Content starts
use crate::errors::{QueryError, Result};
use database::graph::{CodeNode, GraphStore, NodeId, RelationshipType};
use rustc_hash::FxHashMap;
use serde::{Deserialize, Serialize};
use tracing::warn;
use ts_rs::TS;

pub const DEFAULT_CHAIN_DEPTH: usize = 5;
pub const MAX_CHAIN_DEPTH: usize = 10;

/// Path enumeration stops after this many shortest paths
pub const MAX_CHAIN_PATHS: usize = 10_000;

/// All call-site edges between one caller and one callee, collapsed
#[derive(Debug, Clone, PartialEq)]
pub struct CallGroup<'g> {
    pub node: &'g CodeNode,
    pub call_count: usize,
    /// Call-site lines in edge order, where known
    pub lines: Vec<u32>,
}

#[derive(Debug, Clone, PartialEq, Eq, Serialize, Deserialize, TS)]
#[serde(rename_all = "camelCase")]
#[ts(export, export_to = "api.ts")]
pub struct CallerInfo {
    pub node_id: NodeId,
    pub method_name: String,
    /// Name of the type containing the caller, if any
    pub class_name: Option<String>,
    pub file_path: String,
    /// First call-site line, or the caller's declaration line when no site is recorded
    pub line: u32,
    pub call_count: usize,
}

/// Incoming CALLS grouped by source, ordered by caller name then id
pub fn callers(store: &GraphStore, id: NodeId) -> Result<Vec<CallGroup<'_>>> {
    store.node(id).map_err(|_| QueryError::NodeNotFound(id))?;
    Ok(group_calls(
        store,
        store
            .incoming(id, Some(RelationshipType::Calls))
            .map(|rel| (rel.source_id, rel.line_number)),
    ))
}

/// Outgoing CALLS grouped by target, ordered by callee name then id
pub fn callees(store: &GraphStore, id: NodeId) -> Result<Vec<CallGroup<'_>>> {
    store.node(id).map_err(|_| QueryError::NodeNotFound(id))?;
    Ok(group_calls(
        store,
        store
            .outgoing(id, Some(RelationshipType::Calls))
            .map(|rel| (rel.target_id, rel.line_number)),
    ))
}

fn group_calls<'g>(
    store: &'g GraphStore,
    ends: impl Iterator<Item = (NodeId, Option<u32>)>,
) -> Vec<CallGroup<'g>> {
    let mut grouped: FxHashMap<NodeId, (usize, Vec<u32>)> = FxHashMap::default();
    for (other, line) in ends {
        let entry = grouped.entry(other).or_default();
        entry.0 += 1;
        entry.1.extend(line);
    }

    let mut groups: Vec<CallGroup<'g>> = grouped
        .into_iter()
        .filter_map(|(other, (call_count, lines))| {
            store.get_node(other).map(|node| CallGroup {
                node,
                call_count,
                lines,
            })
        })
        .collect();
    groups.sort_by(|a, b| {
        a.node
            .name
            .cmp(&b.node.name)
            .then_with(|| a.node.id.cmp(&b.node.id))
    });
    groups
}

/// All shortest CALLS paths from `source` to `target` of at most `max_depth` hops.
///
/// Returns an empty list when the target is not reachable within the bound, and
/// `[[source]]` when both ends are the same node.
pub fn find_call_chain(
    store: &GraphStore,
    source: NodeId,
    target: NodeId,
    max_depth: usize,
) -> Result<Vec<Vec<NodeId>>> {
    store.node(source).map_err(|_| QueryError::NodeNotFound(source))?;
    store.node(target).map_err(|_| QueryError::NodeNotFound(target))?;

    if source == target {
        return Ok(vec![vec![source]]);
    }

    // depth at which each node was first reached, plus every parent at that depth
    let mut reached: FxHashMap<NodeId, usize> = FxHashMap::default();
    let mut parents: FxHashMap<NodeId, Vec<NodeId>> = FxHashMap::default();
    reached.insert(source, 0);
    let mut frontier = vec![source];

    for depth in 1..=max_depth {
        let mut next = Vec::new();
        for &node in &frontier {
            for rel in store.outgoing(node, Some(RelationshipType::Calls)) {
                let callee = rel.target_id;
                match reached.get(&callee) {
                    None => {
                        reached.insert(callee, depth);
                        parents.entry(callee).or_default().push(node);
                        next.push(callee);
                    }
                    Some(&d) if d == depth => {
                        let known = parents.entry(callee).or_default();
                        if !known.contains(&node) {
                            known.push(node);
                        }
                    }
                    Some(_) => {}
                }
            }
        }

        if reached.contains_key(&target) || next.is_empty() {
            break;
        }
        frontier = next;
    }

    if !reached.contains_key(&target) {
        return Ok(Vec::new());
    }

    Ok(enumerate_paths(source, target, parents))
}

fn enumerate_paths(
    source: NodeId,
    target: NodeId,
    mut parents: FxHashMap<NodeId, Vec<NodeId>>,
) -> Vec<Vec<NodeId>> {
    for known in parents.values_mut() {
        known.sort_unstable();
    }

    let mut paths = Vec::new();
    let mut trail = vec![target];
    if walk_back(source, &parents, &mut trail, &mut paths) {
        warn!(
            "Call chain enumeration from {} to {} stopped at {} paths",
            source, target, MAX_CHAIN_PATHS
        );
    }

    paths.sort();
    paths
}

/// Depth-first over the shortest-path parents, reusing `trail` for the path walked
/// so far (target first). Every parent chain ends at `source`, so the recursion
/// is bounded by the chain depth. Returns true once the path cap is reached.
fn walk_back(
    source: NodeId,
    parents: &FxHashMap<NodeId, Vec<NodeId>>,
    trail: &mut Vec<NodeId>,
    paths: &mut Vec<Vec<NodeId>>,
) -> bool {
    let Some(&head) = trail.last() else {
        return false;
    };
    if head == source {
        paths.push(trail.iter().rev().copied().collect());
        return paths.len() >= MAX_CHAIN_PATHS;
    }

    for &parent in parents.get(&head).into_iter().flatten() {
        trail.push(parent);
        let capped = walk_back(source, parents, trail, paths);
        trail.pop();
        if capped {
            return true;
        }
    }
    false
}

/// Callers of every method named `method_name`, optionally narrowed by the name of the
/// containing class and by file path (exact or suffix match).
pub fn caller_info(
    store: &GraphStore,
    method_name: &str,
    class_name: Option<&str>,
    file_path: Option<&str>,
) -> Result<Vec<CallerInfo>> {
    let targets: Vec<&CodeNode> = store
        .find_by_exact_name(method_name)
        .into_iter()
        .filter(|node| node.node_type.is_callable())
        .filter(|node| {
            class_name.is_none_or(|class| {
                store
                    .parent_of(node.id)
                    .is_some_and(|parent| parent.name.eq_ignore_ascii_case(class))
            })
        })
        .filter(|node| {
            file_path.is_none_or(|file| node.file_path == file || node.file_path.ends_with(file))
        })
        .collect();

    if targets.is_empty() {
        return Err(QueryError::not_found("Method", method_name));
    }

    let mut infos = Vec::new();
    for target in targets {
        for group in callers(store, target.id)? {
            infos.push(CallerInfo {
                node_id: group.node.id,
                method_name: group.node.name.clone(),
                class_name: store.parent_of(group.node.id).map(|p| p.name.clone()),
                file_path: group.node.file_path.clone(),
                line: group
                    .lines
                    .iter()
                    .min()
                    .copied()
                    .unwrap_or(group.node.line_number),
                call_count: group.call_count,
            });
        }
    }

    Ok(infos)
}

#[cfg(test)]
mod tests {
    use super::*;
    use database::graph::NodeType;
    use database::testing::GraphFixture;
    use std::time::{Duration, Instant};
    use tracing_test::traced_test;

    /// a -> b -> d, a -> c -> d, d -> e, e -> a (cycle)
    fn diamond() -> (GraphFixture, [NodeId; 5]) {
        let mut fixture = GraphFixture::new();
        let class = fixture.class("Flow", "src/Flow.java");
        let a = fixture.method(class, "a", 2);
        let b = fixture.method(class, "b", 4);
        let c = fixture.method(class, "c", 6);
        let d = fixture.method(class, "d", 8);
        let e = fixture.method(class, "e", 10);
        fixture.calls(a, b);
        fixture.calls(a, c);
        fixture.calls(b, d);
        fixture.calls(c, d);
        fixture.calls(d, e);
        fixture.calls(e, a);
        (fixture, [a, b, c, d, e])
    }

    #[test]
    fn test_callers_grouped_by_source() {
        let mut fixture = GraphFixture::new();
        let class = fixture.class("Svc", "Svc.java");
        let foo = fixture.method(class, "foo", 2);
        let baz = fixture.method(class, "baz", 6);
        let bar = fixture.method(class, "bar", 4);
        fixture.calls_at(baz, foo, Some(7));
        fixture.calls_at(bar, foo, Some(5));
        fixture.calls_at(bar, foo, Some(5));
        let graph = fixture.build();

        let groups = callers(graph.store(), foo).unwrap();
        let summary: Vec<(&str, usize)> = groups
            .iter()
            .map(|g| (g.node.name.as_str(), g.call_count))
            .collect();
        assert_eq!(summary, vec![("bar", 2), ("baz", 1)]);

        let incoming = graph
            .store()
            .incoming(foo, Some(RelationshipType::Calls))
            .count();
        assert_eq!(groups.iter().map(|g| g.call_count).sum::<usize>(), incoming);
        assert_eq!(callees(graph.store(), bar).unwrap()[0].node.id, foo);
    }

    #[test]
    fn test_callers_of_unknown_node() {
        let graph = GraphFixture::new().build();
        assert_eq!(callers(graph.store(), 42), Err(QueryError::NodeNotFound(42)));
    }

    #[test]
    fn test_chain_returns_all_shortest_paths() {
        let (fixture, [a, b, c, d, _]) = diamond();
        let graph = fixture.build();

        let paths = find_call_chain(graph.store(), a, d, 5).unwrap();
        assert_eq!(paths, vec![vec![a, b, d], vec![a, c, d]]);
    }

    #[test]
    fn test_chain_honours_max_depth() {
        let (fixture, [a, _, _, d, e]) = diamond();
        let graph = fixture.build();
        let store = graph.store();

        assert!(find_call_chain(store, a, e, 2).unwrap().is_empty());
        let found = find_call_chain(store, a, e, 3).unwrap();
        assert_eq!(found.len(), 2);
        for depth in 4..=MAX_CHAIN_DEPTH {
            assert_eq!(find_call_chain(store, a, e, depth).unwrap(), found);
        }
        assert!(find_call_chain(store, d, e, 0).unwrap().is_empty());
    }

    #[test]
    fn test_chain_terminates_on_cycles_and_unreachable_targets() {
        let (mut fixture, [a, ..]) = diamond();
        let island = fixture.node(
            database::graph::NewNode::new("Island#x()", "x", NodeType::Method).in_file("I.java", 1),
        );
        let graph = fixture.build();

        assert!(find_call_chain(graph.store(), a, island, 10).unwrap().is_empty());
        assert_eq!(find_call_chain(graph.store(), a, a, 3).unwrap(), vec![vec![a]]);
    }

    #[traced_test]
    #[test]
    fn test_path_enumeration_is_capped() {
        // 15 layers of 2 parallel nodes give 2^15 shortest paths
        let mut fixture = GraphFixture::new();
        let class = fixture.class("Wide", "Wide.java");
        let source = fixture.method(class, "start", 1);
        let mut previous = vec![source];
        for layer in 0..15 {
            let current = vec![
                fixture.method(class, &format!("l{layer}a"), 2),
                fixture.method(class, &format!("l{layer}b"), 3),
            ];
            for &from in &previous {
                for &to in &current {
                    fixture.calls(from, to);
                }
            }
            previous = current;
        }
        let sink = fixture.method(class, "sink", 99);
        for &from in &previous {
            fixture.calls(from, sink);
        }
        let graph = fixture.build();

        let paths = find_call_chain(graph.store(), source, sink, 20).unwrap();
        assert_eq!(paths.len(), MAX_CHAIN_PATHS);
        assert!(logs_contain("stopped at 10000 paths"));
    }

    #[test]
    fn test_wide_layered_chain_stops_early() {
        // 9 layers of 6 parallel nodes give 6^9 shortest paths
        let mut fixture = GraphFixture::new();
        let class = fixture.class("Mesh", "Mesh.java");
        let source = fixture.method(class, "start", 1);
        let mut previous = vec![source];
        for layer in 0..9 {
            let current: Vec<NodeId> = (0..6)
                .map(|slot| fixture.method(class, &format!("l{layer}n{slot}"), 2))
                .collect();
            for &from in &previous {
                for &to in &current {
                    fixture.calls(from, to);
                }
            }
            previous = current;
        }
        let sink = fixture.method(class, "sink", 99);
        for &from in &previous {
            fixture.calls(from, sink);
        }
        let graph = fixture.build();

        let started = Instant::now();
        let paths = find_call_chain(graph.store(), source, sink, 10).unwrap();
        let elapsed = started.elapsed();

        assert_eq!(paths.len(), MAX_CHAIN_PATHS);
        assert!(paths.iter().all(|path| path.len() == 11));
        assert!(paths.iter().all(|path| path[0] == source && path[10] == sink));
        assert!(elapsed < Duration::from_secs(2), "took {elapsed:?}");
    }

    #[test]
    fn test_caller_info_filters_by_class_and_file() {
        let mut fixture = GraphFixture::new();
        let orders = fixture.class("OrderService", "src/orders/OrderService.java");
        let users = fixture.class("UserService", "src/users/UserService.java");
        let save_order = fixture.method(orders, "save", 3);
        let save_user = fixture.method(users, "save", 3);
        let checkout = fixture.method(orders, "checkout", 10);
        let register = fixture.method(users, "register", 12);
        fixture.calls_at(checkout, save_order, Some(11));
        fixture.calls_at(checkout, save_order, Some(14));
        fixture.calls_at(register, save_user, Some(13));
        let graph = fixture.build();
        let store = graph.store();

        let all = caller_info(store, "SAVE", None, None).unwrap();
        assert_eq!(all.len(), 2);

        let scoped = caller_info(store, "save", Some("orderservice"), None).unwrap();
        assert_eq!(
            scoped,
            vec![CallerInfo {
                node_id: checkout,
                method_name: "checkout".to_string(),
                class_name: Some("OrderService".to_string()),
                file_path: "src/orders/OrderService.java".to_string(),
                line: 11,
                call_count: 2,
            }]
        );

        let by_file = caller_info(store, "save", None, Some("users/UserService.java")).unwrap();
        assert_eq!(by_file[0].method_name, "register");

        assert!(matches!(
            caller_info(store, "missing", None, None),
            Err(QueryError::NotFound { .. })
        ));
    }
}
Content ends
• Work to be completed: In the data above, find each line that has the word "Instant" and copy it out.

• Reply:
    use std::time::{Duration, Instant};
        let started = Instant::now();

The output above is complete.